Exercise objective. Lines in the data below that contain the word "DiscretizationGenerator" are to be copied.

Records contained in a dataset
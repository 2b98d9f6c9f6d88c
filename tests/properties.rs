mod util;
use hydro_network::discretization::generate_from_chainages;
use hydro_network::prelude::*;
use proptest::prelude::*;
use util::*;

fn chainages(coverage: &NetworkCoverage<usize>) -> Vec<f64> {
    coverage.locations().iter().map(|l| l.chainage).collect()
}

/// Adjacent points closer than `min` where at least one of the two may be
/// moved or dropped.
fn spacing_violations(points: &[f64], protected: &[f64], min: f64) -> Vec<(f64, f64)> {
    let is_protected = |c: f64| protected.iter().any(|p| (p - c).abs() < EPS);
    points
        .windows(2)
        .filter(|pair| !(is_protected(pair[0]) && is_protected(pair[1])))
        .filter(|pair| pair[1] - pair[0] < min - EPS)
        .map(|pair| (pair[0], pair[1]))
        .collect()
}

fn coverage_on(branch: BranchId, length: f64, fractions: &[f64]) -> NetworkCoverage<usize> {
    let mut coverage = NetworkCoverage::new("index", 0);
    let locations = fractions
        .iter()
        .map(|f| NetworkLocation::new(branch, f * length))
        .collect();
    coverage
        .set_locations(locations, (0..fractions.len()).collect())
        .unwrap();
    coverage
}

proptest! {
    #[test]
    fn split_then_merge_is_identity(
        length in 10.0f64..500.0,
        at in 0.01f64..0.99,
        fractions in prop::collection::vec(0.0f64..=1.0, 0..20),
    ) {
        let (mut net, b) = straight(length);
        let mut coverage = coverage_on(b, length, &fractions);
        let before = chainages(&coverage);
        let values_before = coverage.values().to_vec();

        let action = BranchTopologyEditor::new(&mut net)
            .with_data(&mut coverage)
            .split_branch(b, SplitAt::Chainage(at * length))
            .unwrap();
        prop_assume!(action.is_some());
        let node = action.and_then(|a| a.new_node()).unwrap();
        BranchTopologyEditor::new(&mut net)
            .with_data(&mut coverage)
            .merge_at_node(node)
            .unwrap();

        let after = chainages(&coverage);
        prop_assert_eq!(after.len(), before.len());
        for (a, e) in after.iter().zip(&before) {
            prop_assert!((a - e).abs() < EPS, "{} vs {}", a, e);
        }
        prop_assert_eq!(coverage.values(), values_before.as_slice());
        let merged = net.branch(b).unwrap().effective_length();
        prop_assert!((merged - length).abs() < EPS);
    }

    #[test]
    fn even_reversals_restore_exact_bits(
        length in 1.0f64..1000.0,
        fractions in prop::collection::vec(0.0f64..=1.0, 1..20),
        times in 1usize..4,
    ) {
        let (mut net, b) = straight(length);
        let mut coverage = coverage_on(b, length, &fractions);
        let before: Vec<u64> = chainages(&coverage).iter().map(|c| c.to_bits()).collect();
        for _ in 0..2 * times {
            BranchTopologyEditor::new(&mut net)
                .with_data(&mut coverage)
                .reverse_branch(b)
                .unwrap();
        }
        let after: Vec<u64> = chainages(&coverage).iter().map(|c| c.to_bits()).collect();
        prop_assert_eq!(after, before);
    }

    #[test]
    fn grid_spans_the_branch_and_keeps_its_spacing(
        seed in 0u64..1000,
        min in 0.0f64..5.0,
        step in 5.0f64..80.0,
        subdivide in any::<bool>(),
        distance in 0.1f64..10.0,
        structures in prop::collection::vec(0.0f64..=1.0, 0..5),
        sections in prop::collection::vec(0.0f64..=1.0, 0..12),
        laterals in prop::collection::vec(0.0f64..=1.0, 0..6),
        pinned in prop::collection::vec(0.0f64..=1.0, 0..4),
    ) {
        let mut net = random_snake(seed, 3);
        let b = first_branch(&net);
        let length = net.branch(b).unwrap().effective_length();
        for f in &structures {
            structure_at(&mut net, b, f * length);
        }
        for f in &sections {
            cross_section_at(&mut net, b, f * length);
        }
        for f in &laterals {
            lateral_at(&mut net, b, f * length);
        }

        let mut grid = Discretization::default();
        generate_from_chainages(&net, &mut grid, b, pinned.iter().map(|f| f * length)).unwrap();
        for location in grid.locations_on(b).to_vec() {
            grid.toggle_fixed_point(&location).unwrap();
        }
        let fixed = grid.fixed_chainages_on(b);

        let policy = if subdivide {
            FixedLengthPolicy::SubdivideSegments
        } else {
            FixedLengthPolicy::Multiples
        };
        let options = DiscretizationOptions::default()
            .with_minimum_distance(min)
            .with_structures(distance)
            .with_cross_sections()
            .with_laterals()
            .with_fixed_length(step, policy);
        DiscretizationGenerator::new(&net, &options)
            .unwrap()
            .generate(&mut grid, b)
            .unwrap();

        let points = grid.chainages_on(b);
        prop_assert_eq!(points.first().copied(), Some(0.0));
        prop_assert!((points.last().copied().unwrap() - length).abs() < EPS);
        prop_assert!(points.windows(2).all(|p| p[0] < p[1]));
        prop_assert_eq!(grid.fixed_chainages_on(b), fixed.clone());

        let mut protected = vec![0.0, length];
        protected.extend(&fixed);
        let violations = spacing_violations(&points, &protected, min);
        prop_assert!(violations.is_empty(), "{:?} closer than {}", violations, min);
        if subdivide && 2.0 * min <= step {
            for pair in points.windows(2) {
                prop_assert!(pair[1] - pair[0] <= step + EPS, "gap {:?} longer than {}", pair, step);
            }
        }
    }

    #[test]
    fn structure_windows_stay_inside_the_branch(
        length in 20.0f64..400.0,
        distance in 0.5f64..30.0,
        min in 0.0f64..2.0,
        at in prop::collection::vec(0.0f64..=1.0, 1..6),
    ) {
        let (mut net, b) = straight(length);
        for f in &at {
            structure_at(&mut net, b, f * length);
        }
        let options = DiscretizationOptions::default()
            .with_minimum_distance(min)
            .with_structures(distance);
        let points = DiscretizationGenerator::new(&net, &options)
            .unwrap()
            .chainages(b, &[])
            .unwrap();
        prop_assert_eq!(points.first().copied(), Some(0.0));
        prop_assert!((points.last().copied().unwrap() - length).abs() < EPS);
        prop_assert!(points.windows(2).all(|p| p[0] < p[1]));
        let violations = spacing_violations(&points, &[0.0, length], min);
        prop_assert!(violations.is_empty(), "{:?} closer than {}", violations, min);
    }
}
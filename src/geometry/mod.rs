//! Geometry for branch lines.
//!
//! The network core only needs a handful of linear-referencing operations
//! on a branch's line. [`LineGeometry`] names them; [`LineString`] is the
//! planar polyline implementation the rest of the crate uses.

pub mod line;

pub use line::{Coordinate, LineGeometry, LineString};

The completed task.
        DiscretizationGenerator::new(&net, &options)
        let points = DiscretizationGenerator::new(&net, &options)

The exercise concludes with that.